The Relationship of Vehicle to Target Organ Toxicology Induced by the Naturally Occurring Nitrile 1-Cyano-2-hydroxy-3-butene

The Relationship of Vehicle to Target Organ Toxicology Induced by the Naturally Occurring Nitrile 1-Cyano-2-hydroxy-3-butene. WALLIG, M. A., GOULD, D. H., VAN STEENHOUSE, J., FETTMAN, M. J., AND WILLHITE, C. C. (1989). Fundam. Appl. Toxicol 12, 377–385. The effects of gavage vehicle on the acute toxicity of the naturally occurring nitrile 1-cyano-2-hy-droxy-3-butene (CHB) were investigated by oral administration of 200 mg/kg body wt/day CHB to male CDF (F-344/Crl BR) rats for 2 days. The vehicles studied here were distilled water, 5% aqueous Tween 20, and corn oil. Liver, kidney, and pancreas were examined histologically and the differences in lesion incidence and severity were assessed. The effects of gavage vehicle on nitrile-induced elevations of daily urinary thiocyanate excretion and tissue glutathione concentrations were also assessed. The pancreatotoxicity of CHB was present regardless of vehicle and consisted of apoptosis of pancreatic acinar cells, infiltration of pancreatic lobules by macrophages, and acinar atrophy and disorganization. CHB in water alone was associated with the least pancreatotoxic effect, whereas the aqueous Tween vehicle was associated with more severe CHB-induced pancreatic lesions. CHB-induced elevations of tissue nonprotein thiol and gluta thione concentrations occurred in all treatment groups, but the values were-elevated significantly less in the pancreata of CHB/Tween-treated rats than in those of rats given CHB in water or corn oil.

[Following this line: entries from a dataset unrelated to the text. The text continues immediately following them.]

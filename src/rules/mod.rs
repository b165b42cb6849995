//! Compliance rules for medpost-guard
//!
//! Defines rule categories, severities, and the `RuleSet` an analyzer is
//! built from. The compiled-in tables live in [`terms`] and [`disclaimers`];
//! custom tables can be loaded from TOML.

pub mod disclaimers;
pub mod terms;

use serde::{Deserialize, Serialize};
use std::fmt;
use std::path::Path;

/// Group of prohibited terms sharing a severity, remediation and citation
#[derive(Debug, Clone, Copy, PartialEq, Eq, Hash, Serialize, Deserialize)]
#[serde(rename_all = "camelCase")]
pub enum RuleCategory {
    /// Promises of results ("garantia", "100%")
    Guarantees,

    /// Sensationalist claims ("revolucionário", "segredo")
    Sensationalism,

    /// Before/after comparisons
    BeforeAfter,

    /// Prices, discounts and promotions
    Prices,

    /// Superlatives ("o melhor", "incomparável")
    Superlatives,

    /// Exaggerated self-promotion
    SelfPromotion,
}

impl RuleCategory {
    /// All categories, in built-in iteration order
    pub const ALL: [RuleCategory; 6] = [
        RuleCategory::Guarantees,
        RuleCategory::Sensationalism,
        RuleCategory::BeforeAfter,
        RuleCategory::Prices,
        RuleCategory::Superlatives,
        RuleCategory::SelfPromotion,
    ];

    /// Stable key used in finding ids and rule files
    pub fn key(&self) -> &'static str {
        match self {
            RuleCategory::Guarantees => "guarantees",
            RuleCategory::Sensationalism => "sensationalism",
            RuleCategory::BeforeAfter => "beforeAfter",
            RuleCategory::Prices => "prices",
            RuleCategory::Superlatives => "superlatives",
            RuleCategory::SelfPromotion => "selfPromotion",
        }
    }

    /// Severity applied to every term of this category unless overridden
    pub fn default_severity(&self) -> Severity {
        match self {
            RuleCategory::Guarantees | RuleCategory::BeforeAfter | RuleCategory::Prices => {
                Severity::Error
            }
            RuleCategory::Sensationalism
            | RuleCategory::Superlatives
            | RuleCategory::SelfPromotion => Severity::Warning,
        }
    }
}

impl fmt::Display for RuleCategory {
    fn fmt(&self, f: &mut fmt::Formatter<'_>) -> fmt::Result {
        f.write_str(self.key())
    }
}

/// Severity of a finding; drives both scoring and pass/fail
#[derive(Debug, Clone, Copy, PartialEq, Eq, Hash, Serialize, Deserialize)]
#[serde(rename_all = "lowercase")]
pub enum Severity {
    Error,
    Warning,
    Info,
}

impl Severity {
    /// Lowercase name, as serialized
    pub fn as_str(&self) -> &'static str {
        match self {
            Severity::Error => "error",
            Severity::Warning => "warning",
            Severity::Info => "info",
        }
    }
}

impl fmt::Display for Severity {
    fn fmt(&self, f: &mut fmt::Formatter<'_>) -> fmt::Result {
        f.write_str(self.as_str())
    }
}

/// Configuration of one rule category
#[derive(Debug, Clone, PartialEq, Eq)]
pub struct CategoryRules {
    pub category: RuleCategory,
    pub severity: Severity,

    /// Prohibited terms, matched case-insensitively as whole words
    pub terms: Vec<String>,

    /// Remediation template; `{term}` is replaced by the matched term
    pub suggestion: String,

    /// Regulatory citation
    pub citation: String,
}

impl CategoryRules {
    /// Render the suggestion for a matched term
    pub fn suggestion_for(&self, term: &str) -> String {
        self.suggestion.replace("{term}", term)
    }
}

/// Maps topic triggers to a required disclaimer
#[derive(Debug, Clone, PartialEq, Eq, Deserialize)]
pub struct DisclaimerRule {
    /// Substrings looked up in the lowercased text
    pub triggers: Vec<String>,

    /// Disclaimer required when any trigger is present
    pub disclaimer: String,
}

/// Immutable rule configuration injected into the analyzer
#[derive(Debug, Clone, PartialEq, Eq)]
pub struct RuleSet {
    /// Categories in iteration order
    pub categories: Vec<CategoryRules>,

    /// Disclaimer triggers in iteration order
    pub disclaimers: Vec<DisclaimerRule>,

    /// Disclaimer required regardless of triggers
    pub baseline_disclaimer: Option<String>,
}

impl Default for RuleSet {
    fn default() -> Self {
        Self::builtin()
    }
}

impl RuleSet {
    /// The compiled-in medical-advertising tables
    pub fn builtin() -> Self {
        let categories = terms::CATEGORY_TABLE
            .iter()
            .map(|def| CategoryRules {
                category: def.category,
                severity: def.category.default_severity(),
                terms: def.terms.iter().map(|t| t.to_string()).collect(),
                suggestion: def.suggestion.to_string(),
                citation: def.citation.to_string(),
            })
            .collect();

        let disclaimers = disclaimers::TRIGGER_TABLE
            .iter()
            .map(|def| DisclaimerRule {
                triggers: def.triggers.iter().map(|t| t.to_string()).collect(),
                disclaimer: def.disclaimer.to_string(),
            })
            .collect();

        Self {
            categories,
            disclaimers,
            baseline_disclaimer: Some(disclaimers::CONSULTATION.to_string()),
        }
    }

    /// Load a rule set from a TOML file
    pub fn from_file(path: &Path) -> Result<Self, Box<dyn std::error::Error>> {
        let content = std::fs::read_to_string(path)?;
        Self::from_toml_str(&content)
    }

    /// Parse a rule set from TOML text
    pub fn from_toml_str(content: &str) -> Result<Self, Box<dyn std::error::Error>> {
        let file: RuleSetFile = toml::from_str(content)?;
        Self::from_file_config(file)
    }

    fn from_file_config(file: RuleSetFile) -> Result<Self, Box<dyn std::error::Error>> {
        let mut categories: Vec<CategoryRules> = Vec::with_capacity(file.category.len());

        for entry in file.category {
            if categories.iter().any(|c| c.category == entry.category) {
                return Err(
                    format!("category {} is defined more than once", entry.category).into(),
                );
            }

            if let Some(term) = entry.terms.iter().find(|t| t.trim().is_empty()) {
                return Err(format!(
                    "category {} has an empty term ({:?})",
                    entry.category, term
                )
                .into());
            }

            let builtin = terms::definition(entry.category);

            categories.push(CategoryRules {
                category: entry.category,
                severity: entry
                    .severity
                    .unwrap_or_else(|| entry.category.default_severity()),
                terms: unique_terms(&entry.terms),
                suggestion: entry
                    .suggestion
                    .unwrap_or_else(|| builtin.suggestion.to_string()),
                citation: entry
                    .citation
                    .unwrap_or_else(|| builtin.citation.to_string()),
            });
        }

        let mut disclaimers = Vec::with_capacity(file.disclaimer.len());
        for rule in file.disclaimer {
            if rule.disclaimer.trim().is_empty() {
                return Err("disclaimer rule has an empty disclaimer".into());
            }
            if rule.triggers.iter().any(|t| t.trim().is_empty()) {
                return Err(format!(
                    "disclaimer rule {:?} has an empty trigger",
                    rule.disclaimer
                )
                .into());
            }

            // Triggers are looked up in lowercased text
            disclaimers.push(DisclaimerRule {
                triggers: rule.triggers.iter().map(|t| t.to_lowercase()).collect(),
                disclaimer: rule.disclaimer,
            });
        }

        if let Some(baseline) = &file.baseline_disclaimer {
            if baseline.trim().is_empty() {
                return Err("baseline_disclaimer must not be empty".into());
            }
        }

        Ok(Self {
            categories,
            disclaimers,
            baseline_disclaimer: file.baseline_disclaimer,
        })
    }

    /// Look up the rules for a category
    pub fn category(&self, category: RuleCategory) -> Option<&CategoryRules> {
        self.categories.iter().find(|c| c.category == category)
    }

    /// Total number of prohibited terms across all categories
    pub fn term_count(&self) -> usize {
        self.categories.iter().map(|c| c.terms.len()).sum()
    }
}

/// Trimmed terms, keeping the first of any that differ only in case
fn unique_terms(terms: &[String]) -> Vec<String> {
    let mut seen: Vec<String> = Vec::with_capacity(terms.len());
    let mut unique = Vec::with_capacity(terms.len());

    for term in terms {
        let term = term.trim();
        let key = term.to_lowercase();
        if !seen.contains(&key) {
            seen.push(key);
            unique.push(term.to_string());
        }
    }

    unique
}

/// On-disk rule file structure
#[derive(Debug, Deserialize, Default)]
#[serde(default)]
struct RuleSetFile {
    baseline_disclaimer: Option<String>,
    category: Vec<CategoryEntry>,
    disclaimer: Vec<DisclaimerRule>,
}

#[derive(Debug, Deserialize)]
struct CategoryEntry {
    category: RuleCategory,
    #[serde(default)]
    severity: Option<Severity>,
    #[serde(default)]
    terms: Vec<String>,
    #[serde(default)]
    suggestion: Option<String>,
    #[serde(default)]
    citation: Option<String>,
}
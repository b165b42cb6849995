//! medpost-guard - Medical-advertising compliance checks for healthcare posts
//!
//! This library scores social-media post text against Brazilian
//! medical-advertising rules (CFM), flagging prohibited terms and recommending
//! disclaimers.
//!
//! # Features
//!
//! - **Term detection**: Case-insensitive whole-word matching of prohibited terms
//! - **Scoring**: Fixed penalties per finding (error 25, warning 10, info 0)
//! - **Disclaimers**: Topic-triggered legal and informational notices
//! - **Custom rules**: Rule tables injected at construction, loadable from TOML
//! - **Audit logging**: JSONL log of every analysis
//!
//! # Example
//!
//! ```
//! use medpost_guard::{Channel, ComplianceAnalyzer};
//!
//! let analyzer = ComplianceAnalyzer::default();
//! let report = analyzer.analyze("Garantimos resultado certo!", Channel::Instagram);
//!
//! assert!(!report.is_compliant);
//! assert_eq!(report.score, 75);
//! ```

pub mod audit;
pub mod config;
pub mod engine;
pub mod input;
pub mod output;
pub mod rules;

use once_cell::sync::Lazy;

// Re-exports for convenience
pub use config::{Config, OutputFormat};
pub use engine::scoring::ScoreBand;
pub use engine::ComplianceAnalyzer;
pub use input::{AnalysisRequest, Channel};
pub use output::{ComplianceReport, Finding};
pub use rules::{CategoryRules, DisclaimerRule, RuleCategory, RuleSet, Severity};

static BUILTIN: Lazy<ComplianceAnalyzer> = Lazy::new(ComplianceAnalyzer::default);

/// Analyze text with the built-in rule tables
///
/// The tables are compiled once per process and shared by every caller.
pub fn analyze(text: &str, channel: Channel) -> ComplianceReport {
    BUILTIN.analyze(text, channel)
}
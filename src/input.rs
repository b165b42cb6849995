//! Analysis input
//!
//! The publishing channel and the JSON request format accepted by the CLI.

use serde::{Deserialize, Serialize};
use std::fmt;

/// Target publishing surface
#[derive(Debug, Clone, Copy, PartialEq, Eq, Hash, Serialize, Deserialize, Default)]
pub enum Channel {
    #[default]
    Instagram,
    Facebook,
    LinkedIn,
    TikTok,
}

impl Channel {
    pub const ALL: [Channel; 4] = [
        Channel::Instagram,
        Channel::Facebook,
        Channel::LinkedIn,
        Channel::TikTok,
    ];

    /// Display name, as serialized
    pub fn name(&self) -> &'static str {
        match self {
            Channel::Instagram => "Instagram",
            Channel::Facebook => "Facebook",
            Channel::LinkedIn => "LinkedIn",
            Channel::TikTok => "TikTok",
        }
    }

    /// Parse a channel name, ignoring case
    pub fn from_name(s: &str) -> Option<Self> {
        match s.trim().to_lowercase().as_str() {
            "instagram" => Some(Channel::Instagram),
            "facebook" => Some(Channel::Facebook),
            "linkedin" => Some(Channel::LinkedIn),
            "tiktok" => Some(Channel::TikTok),
            _ => None,
        }
    }
}

impl fmt::Display for Channel {
    fn fmt(&self, f: &mut fmt::Formatter<'_>) -> fmt::Result {
        f.write_str(self.name())
    }
}

/// A post submitted for analysis
#[derive(Debug, Clone, Deserialize)]
pub struct AnalysisRequest {
    /// Post text
    pub text: String,

    /// Channel the post targets; falls back to the configured default
    #[serde(default)]
    pub channel: Option<Channel>,
}

impl AnalysisRequest {
    pub fn new(text: impl Into<String>, channel: Channel) -> Self {
        Self {
            text: text.into(),
            channel: Some(channel),
        }
    }

    /// Parse input from JSON string
    pub fn from_json(json: &str) -> Result<Self, serde_json::Error> {
        serde_json::from_str(json)
    }

    /// Channel, or `fallback` when none was given
    pub fn channel_or(&self, fallback: Channel) -> Channel {
        self.channel.unwrap_or(fallback)
    }

    /// Short preview of the text for logging
    pub fn summary(&self) -> String {
        const MAX_CHARS: usize = 100;

        let single_line = self.text.split_whitespace().collect::<Vec<_>>().join(" ");
        if single_line.chars().count() > MAX_CHARS {
            let truncated: String = single_line.chars().take(MAX_CHARS).collect();
            format!("{}...", truncated)
        } else {
            single_line
        }
    }
}
//! Integration tests for disclaimer inference

use medpost_guard::rules::disclaimers::{CONSULTATION, EMERGENCY, RESULTS};
use medpost_guard::{analyze, Channel};

fn disclaimers(text: &str) -> Vec<String> {
    analyze(text, Channel::Instagram).disclaimers
}

#[test]
fn test_baseline_always_present() {
    assert_eq!(disclaimers("Bom dia!"), vec![CONSULTATION]);
    assert_eq!(disclaimers(""), vec![CONSULTATION]);
}

#[test]
fn test_pain_and_treatment() {
    let found = disclaimers("Sente dor nas costas? Conheça nosso tratamento.");
    assert_eq!(found, vec![RESULTS, CONSULTATION]);
}

#[test]
fn test_results_triggers() {
    for text in ["Tratamento facial", "Novo PROCEDIMENTO", "Cuidado estético"] {
        assert_eq!(disclaimers(text), vec![RESULTS, CONSULTATION], "input {:?}", text);
    }
}

#[test]
fn test_emergency_triggers() {
    for text in ["Quadro grave", "Mal-estar súbito", "Em caso de URGÊNCIA"] {
        assert_eq!(disclaimers(text), vec![EMERGENCY, CONSULTATION], "input {:?}", text);
    }
}

#[test]
fn test_triggers_are_substrings() {
    // "dores" contains "dor"
    assert_eq!(disclaimers("Dores musculares"), vec![CONSULTATION]);
    assert_eq!(disclaimers("Tratamentos"), vec![RESULTS, CONSULTATION]);
}

#[test]
fn test_disclaimers_do_not_affect_score() {
    let report = analyze("Tratamento para dor grave", Channel::Facebook);
    assert_eq!(report.score, 100);
    assert!(report.is_compliant);
    assert_eq!(report.disclaimers, vec![RESULTS, CONSULTATION, EMERGENCY]);
}

#[test]
fn test_consultation_trigger_keeps_its_position() {
    // Triggered before emergency, so the baseline adds nothing
    let found = disclaimers("Dor súbita e grave");
    assert_eq!(found, vec![CONSULTATION, EMERGENCY]);
}
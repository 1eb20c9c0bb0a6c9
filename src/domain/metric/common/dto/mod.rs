use serde::Serialize;

/// One chart point: `x` is epoch milliseconds.
#[derive(Debug, Clone, Copy, PartialEq, Serialize)]
pub struct ChartPoint {
    pub x: i64,
    pub y: f64,
}

/// One labeled dataset, points in backend order.
#[derive(Debug, Clone, PartialEq, Serialize)]
pub struct ChartSeries {
    pub label: String,
    pub points: Vec<ChartPoint>,
}

/// CPU and memory datasets for one service. The two collections are
/// independent and not aligned by timestamp.
#[derive(Debug, Clone, PartialEq, Serialize)]
pub struct ServiceMetricsDto {
    pub cpu: Vec<ChartSeries>,
    pub memory: Vec<ChartSeries>,
}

By contrast, the greatest elevation in daily urinary thiocyanate excretion occurred in rats given CHB in aqueous Tween, indicating increased biotransformation of CHB to cyanide when Tween 20 was used as a vehicle. These results illustrate the difficulty of identifying suitable vehicles for administration of lipophilic compounds in toxicology studies.